─── Material shown

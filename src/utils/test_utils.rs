use std::collections::{HashMap, VecDeque};
use std::sync::atomic::{AtomicUsize, Ordering};
use std::sync::{Arc, Mutex};

use async_trait::async_trait;
use futures_util::stream::{self, StreamExt};
use tokio::sync::{watch, Notify};

use crate::api::{
    ApiError, ByteStream, ChatBackend, ChatHistory, ChatReply, ChatRequest, SessionSummary,
};
use crate::core::lock_unpoisoned;
use crate::core::progress::ProgressSnapshot;
use crate::core::transcript::{Bubble, Role};
use crate::ui::view::ChatView;

/// One canned response to `open_stream`.
pub struct ScriptedStream {
    open: Result<(), ApiError>,
    chunks: Vec<Result<Vec<u8>, ApiError>>,
    gate: Option<Arc<Notify>>,
    /// Chunks delivered before the gate is awaited.
    gate_after: usize,
}

impl ScriptedStream {
    pub fn chunks<I, S>(chunks: I) -> Self
    where
        I: IntoIterator<Item = S>,
        S: AsRef<[u8]>,
    {
        Self {
            open: Ok(()),
            chunks: chunks
                .into_iter()
                .map(|chunk| Ok(chunk.as_ref().to_vec()))
                .collect(),
            gate: None,
            gate_after: 0,
        }
    }

    pub fn chunks_then_error<I, S>(chunks: I, error: ApiError) -> Self
    where
        I: IntoIterator<Item = S>,
        S: AsRef<[u8]>,
    {
        let mut script = Self::chunks(chunks);
        script.chunks.push(Err(error));
        script
    }

    pub fn open_error(error: ApiError) -> Self {
        Self {
            open: Err(error),
            chunks: Vec::new(),
            gate: None,
            gate_after: 0,
        }
    }

    /// A stream that yields nothing until the returned gate is notified.
    pub fn gated<I, S>(chunks: I) -> (Self, Arc<Notify>)
    where
        I: IntoIterator<Item = S>,
        S: AsRef<[u8]>,
    {
        Self::gated_after(0, chunks)
    }

    /// Deliver the first `delivered` chunks, then hold the rest until the
    /// returned gate is notified.
    pub fn gated_after<I, S>(delivered: usize, chunks: I) -> (Self, Arc<Notify>)
    where
        I: IntoIterator<Item = S>,
        S: AsRef<[u8]>,
    {
        let gate = Arc::new(Notify::new());
        let mut script = Self::chunks(chunks);
        script.gate = Some(gate.clone());
        script.gate_after = delivered;
        (script, gate)
    }

    fn into_stream(mut self) -> Result<ByteStream, ApiError> {
        self.open?;
        let held = self.chunks.split_off(self.gate_after.min(self.chunks.len()));
        let gate = self.gate;
        let wait = stream::once(async move {
            if let Some(gate) = gate {
                gate.notified().await;
            }
        })
        .filter_map(|()| futures_util::future::ready(None::<Result<Vec<u8>, ApiError>>));
        Ok(Box::pin(
            stream::iter(self.chunks)
                .chain(wait)
                .chain(stream::iter(held)),
        ))
    }
}

/// In-memory [`ChatBackend`] that replays scripted responses and counts calls.
#[derive(Default)]
pub struct ScriptedBackend {
    streams: Mutex<VecDeque<ScriptedStream>>,
    replies: Mutex<VecDeque<Result<ChatReply, ApiError>>>,
    sessions: Mutex<Vec<SessionSummary>>,
    session_error: Mutex<Option<ApiError>>,
    histories: Mutex<HashMap<String, ChatHistory>>,
    stream_requests: Mutex<Vec<ChatRequest>>,
    chat_requests: Mutex<Vec<ChatRequest>>,
    session_calls: AtomicUsize,
}

impl Default for ScriptedStream {
    fn default() -> Self {
        Self::open_error(ApiError::Network("no scripted stream".into()))
    }
}

impl ScriptedBackend {
    pub fn new() -> Self {
        Self::default()
    }

    pub fn push_stream(&self, script: ScriptedStream) {
        lock_unpoisoned(&self.streams).push_back(script);
    }

    pub fn push_reply(&self, reply: Result<ChatReply, ApiError>) {
        lock_unpoisoned(&self.replies).push_back(reply);
    }

    pub fn set_sessions(&self, sessions: Vec<SessionSummary>) {
        *lock_unpoisoned(&self.sessions) = sessions;
    }

    pub fn fail_sessions(&self, error: ApiError) {
        *lock_unpoisoned(&self.session_error) = Some(error);
    }

    pub fn insert_history(&self, chat_id: &str, history: ChatHistory) {
        lock_unpoisoned(&self.histories).insert(chat_id.to_string(), history);
    }

    pub fn stream_calls(&self) -> usize {
        lock_unpoisoned(&self.stream_requests).len()
    }

    pub fn chat_calls(&self) -> usize {
        lock_unpoisoned(&self.chat_requests).len()
    }

    pub fn session_calls(&self) -> usize {
        self.session_calls.load(Ordering::SeqCst)
    }

    pub fn stream_requests(&self) -> Vec<ChatRequest> {
        lock_unpoisoned(&self.stream_requests).clone()
    }

    pub fn chat_requests(&self) -> Vec<ChatRequest> {
        lock_unpoisoned(&self.chat_requests).clone()
    }
}

#[async_trait]
impl ChatBackend for ScriptedBackend {
    async fn open_stream(&self, request: &ChatRequest) -> Result<ByteStream, ApiError> {
        lock_unpoisoned(&self.stream_requests).push(request.clone());
        let script = lock_unpoisoned(&self.streams).pop_front().unwrap_or_default();
        script.into_stream()
    }

    async fn send_chat(&self, request: &ChatRequest) -> Result<ChatReply, ApiError> {
        lock_unpoisoned(&self.chat_requests).push(request.clone());
        lock_unpoisoned(&self.replies)
            .pop_front()
            .unwrap_or_else(|| Err(ApiError::Network("no scripted reply".into())))
    }

    async fn list_sessions(&self) -> Result<Vec<SessionSummary>, ApiError> {
        self.session_calls.fetch_add(1, Ordering::SeqCst);
        if let Some(error) = lock_unpoisoned(&self.session_error).clone() {
            return Err(error);
        }
        Ok(lock_unpoisoned(&self.sessions).clone())
    }

    async fn chat_history(&self, chat_id: &str) -> Result<ChatHistory, ApiError> {
        lock_unpoisoned(&self.histories)
            .get(chat_id)
            .cloned()
            .ok_or_else(|| ApiError::Status {
                status: 404,
                body: r#"{"detail":"Chat not found"}"#.into(),
            })
    }
}

#[derive(Debug, Clone, PartialEq, Eq)]
pub enum ViewEvent {
    InputLocked(bool),
    ProgressStarted,
    BubbleAdded(Role, String),
    TranscriptReset(usize),
    SessionsRefreshed(usize),
}

/// [`ChatView`] that records every notification in order.
#[derive(Default)]
pub struct RecordingView {
    events: Mutex<Vec<ViewEvent>>,
    progress: Mutex<Vec<watch::Receiver<ProgressSnapshot>>>,
}

impl RecordingView {
    pub fn new() -> Self {
        Self::default()
    }

    pub fn events(&self) -> Vec<ViewEvent> {
        lock_unpoisoned(&self.events).clone()
    }

    /// Receivers handed to the view, one per started turn.
    pub fn progress_receivers(&self) -> Vec<watch::Receiver<ProgressSnapshot>> {
        lock_unpoisoned(&self.progress).clone()
    }

    fn record(&self, event: ViewEvent) {
        lock_unpoisoned(&self.events).push(event);
    }
}

impl ChatView for RecordingView {
    fn input_locked(&self, locked: bool) {
        self.record(ViewEvent::InputLocked(locked));
    }

    fn progress_started(&self, updates: watch::Receiver<ProgressSnapshot>) {
        lock_unpoisoned(&self.progress).push(updates);
        self.record(ViewEvent::ProgressStarted);
    }

    fn bubble_added(&self, bubble: &Bubble) {
        self.record(ViewEvent::BubbleAdded(bubble.role, bubble.text.clone()));
    }

    fn transcript_reset(&self, bubbles: &[Bubble]) {
        self.record(ViewEvent::TranscriptReset(bubbles.len()));
    }

    fn sessions_refreshed(&self, sessions: &[SessionSummary]) {
        self.record(ViewEvent::SessionsRefreshed(sessions.len()));
    }
}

──────

### Required action
Here the goal is to repeat each entry exactly.

### Response
filename src/utils/test_utils.rs
use std::collections::{HashMap, VecDeque};
use std::sync::atomic::{AtomicUsize, Ordering};
use std::sync::{Arc, Mutex};

use async_trait::async_trait;
use futures_util::stream::{self, StreamExt};
use tokio::sync::{watch, Notify};

use crate::api::{
    ApiError, ByteStream, ChatBackend, ChatHistory, ChatReply, ChatRequest, SessionSummary,
};
use crate::core::lock_unpoisoned;
use crate::core::progress::ProgressSnapshot;
use crate::core::transcript::{Bubble, Role};
use crate::ui::view::ChatView;

/// One canned response to `open_stream`.
pub struct ScriptedStream {
    open: Result<(), ApiError>,
    chunks: Vec<Result<Vec<u8>, ApiError>>,
    gate: Option<Arc<Notify>>,
    /// Chunks delivered before the gate is awaited.
    gate_after: usize,
}

impl ScriptedStream {
    pub fn chunks<I, S>(chunks: I) -> Self
    where
        I: IntoIterator<Item = S>,
        S: AsRef<[u8]>,
    {
        Self {
            open: Ok(()),
            chunks: chunks
                .into_iter()
                .map(|chunk| Ok(chunk.as_ref().to_vec()))
                .collect(),
            gate: None,
            gate_after: 0,
        }
    }

    pub fn chunks_then_error<I, S>(chunks: I, error: ApiError) -> Self
    where
        I: IntoIterator<Item = S>,
        S: AsRef<[u8]>,
    {
        let mut script = Self::chunks(chunks);
        script.chunks.push(Err(error));
        script
    }

    pub fn open_error(error: ApiError) -> Self {
        Self {
            open: Err(error),
            chunks: Vec::new(),
            gate: None,
            gate_after: 0,
        }
    }

    /// A stream that yields nothing until the returned gate is notified.
    pub fn gated<I, S>(chunks: I) -> (Self, Arc<Notify>)
    where
        I: IntoIterator<Item = S>,
        S: AsRef<[u8]>,
    {
        Self::gated_after(0, chunks)
    }

    /// Deliver the first `delivered` chunks, then hold the rest until the
    /// returned gate is notified.
    pub fn gated_after<I, S>(delivered: usize, chunks: I) -> (Self, Arc<Notify>)
    where
        I: IntoIterator<Item = S>,
        S: AsRef<[u8]>,
    {
        let gate = Arc::new(Notify::new());
        let mut script = Self::chunks(chunks);
        script.gate = Some(gate.clone());
        script.gate_after = delivered;
        (script, gate)
    }

    fn into_stream(mut self) -> Result<ByteStream, ApiError> {
        self.open?;
        let held = self.chunks.split_off(self.gate_after.min(self.chunks.len()));
        let gate = self.gate;
        let wait = stream::once(async move {
            if let Some(gate) = gate {
                gate.notified().await;
            }
        })
        .filter_map(|()| futures_util::future::ready(None::<Result<Vec<u8>, ApiError>>));
        Ok(Box::pin(
            stream::iter(self.chunks)
                .chain(wait)
                .chain(stream::iter(held)),
        ))
    }
}

/// In-memory [`ChatBackend`] that replays scripted responses and counts calls.
#[derive(Default)]
pub struct ScriptedBackend {
    streams: Mutex<VecDeque<ScriptedStream>>,
    replies: Mutex<VecDeque<Result<ChatReply, ApiError>>>,
    sessions: Mutex<Vec<SessionSummary>>,
    session_error: Mutex<Option<ApiError>>,
    histories: Mutex<HashMap<String, ChatHistory>>,
    stream_requests: Mutex<Vec<ChatRequest>>,
    chat_requests: Mutex<Vec<ChatRequest>>,
    session_calls: AtomicUsize,
}

impl Default for ScriptedStream {
    fn default() -> Self {
        Self::open_error(ApiError::Network("no scripted stream".into()))
    }
}

impl ScriptedBackend {
    pub fn new() -> Self {
        Self::default()
    }

    pub fn push_stream(&self, script: ScriptedStream) {
        lock_unpoisoned(&self.streams).push_back(script);
    }

    pub fn push_reply(&self, reply: Result<ChatReply, ApiError>) {
        lock_unpoisoned(&self.replies).push_back(reply);
    }

    pub fn set_sessions(&self, sessions: Vec<SessionSummary>) {
        *lock_unpoisoned(&self.sessions) = sessions;
    }

    pub fn fail_sessions(&self, error: ApiError) {
        *lock_unpoisoned(&self.session_error) = Some(error);
    }

    pub fn insert_history(&self, chat_id: &str, history: ChatHistory) {
        lock_unpoisoned(&self.histories).insert(chat_id.to_string(), history);
    }

    pub fn stream_calls(&self) -> usize {
        lock_unpoisoned(&self.stream_requests).len()
    }

    pub fn chat_calls(&self) -> usize {
        lock_unpoisoned(&self.chat_requests).len()
    }

    pub fn session_calls(&self) -> usize {
        self.session_calls.load(Ordering::SeqCst)
    }

    pub fn stream_requests(&self) -> Vec<ChatRequest> {
        lock_unpoisoned(&self.stream_requests).clone()
    }

    pub fn chat_requests(&self) -> Vec<ChatRequest> {
        lock_unpoisoned(&self.chat_requests).clone()
    }
}

#[async_trait]
impl ChatBackend for ScriptedBackend {
    async fn open_stream(&self, request: &ChatRequest) -> Result<ByteStream, ApiError> {
        lock_unpoisoned(&self.stream_requests).push(request.clone());
        let script = lock_unpoisoned(&self.streams).pop_front().unwrap_or_default();
        script.into_stream()
    }

    async fn send_chat(&self, request: &ChatRequest) -> Result<ChatReply, ApiError> {
        lock_unpoisoned(&self.chat_requests).push(request.clone());
        lock_unpoisoned(&self.replies)
            .pop_front()
            .unwrap_or_else(|| Err(ApiError::Network("no scripted reply".into())))
    }

    async fn list_sessions(&self) -> Result<Vec<SessionSummary>, ApiError> {
        self.session_calls.fetch_add(1, Ordering::SeqCst);
        if let Some(error) = lock_unpoisoned(&self.session_error).clone() {
            return Err(error);
        }
        Ok(lock_unpoisoned(&self.sessions).clone())
    }

    async fn chat_history(&self, chat_id: &str) -> Result<ChatHistory, ApiError> {
        lock_unpoisoned(&self.histories)
            .get(chat_id)
            .cloned()
            .ok_or_else(|| ApiError::Status {
                status: 404,
                body: r#"{"detail":"Chat not found"}"#.into(),
            })
    }
}

#[derive(Debug, Clone, PartialEq, Eq)]
pub enum ViewEvent {
    InputLocked(bool),
    ProgressStarted,
    BubbleAdded(Role, String),
    TranscriptReset(usize),
    SessionsRefreshed(usize),
}

/// [`ChatView`] that records every notification in order.
#[derive(Default)]
pub struct RecordingView {
    events: Mutex<Vec<ViewEvent>>,
    progress: Mutex<Vec<watch::Receiver<ProgressSnapshot>>>,
}

impl RecordingView {
    pub fn new() -> Self {
        Self::default()
    }

    pub fn events(&self) -> Vec<ViewEvent> {
        lock_unpoisoned(&self.events).clone()
    }

    /// Receivers handed to the view, one per started turn.
    pub fn progress_receivers(&self) -> Vec<watch::Receiver<ProgressSnapshot>> {
        lock_unpoisoned(&self.progress).clone()
    }

    fn record(&self, event: ViewEvent) {
        lock_unpoisoned(&self.events).push(event);
    }
}

impl ChatView for RecordingView {
    fn input_locked(&self, locked: bool) {
        self.record(ViewEvent::InputLocked(locked));
    }

    fn progress_started(&self, updates: watch::Receiver<ProgressSnapshot>) {
        lock_unpoisoned(&self.progress).push(updates);
        self.record(ViewEvent::ProgressStarted);
    }

    fn bubble_added(&self, bubble: &Bubble) {
        self.record(ViewEvent::BubbleAdded(bubble.role, bubble.text.clone()));
    }

    fn transcript_reset(&self, bubbles: &[Bubble]) {
        self.record(ViewEvent::TranscriptReset(bubbles.len()));
    }

    fn sessions_refreshed(&self, sessions: &[SessionSummary]) {
        self.record(ViewEvent::SessionsRefreshed(sessions.len()));
    }
}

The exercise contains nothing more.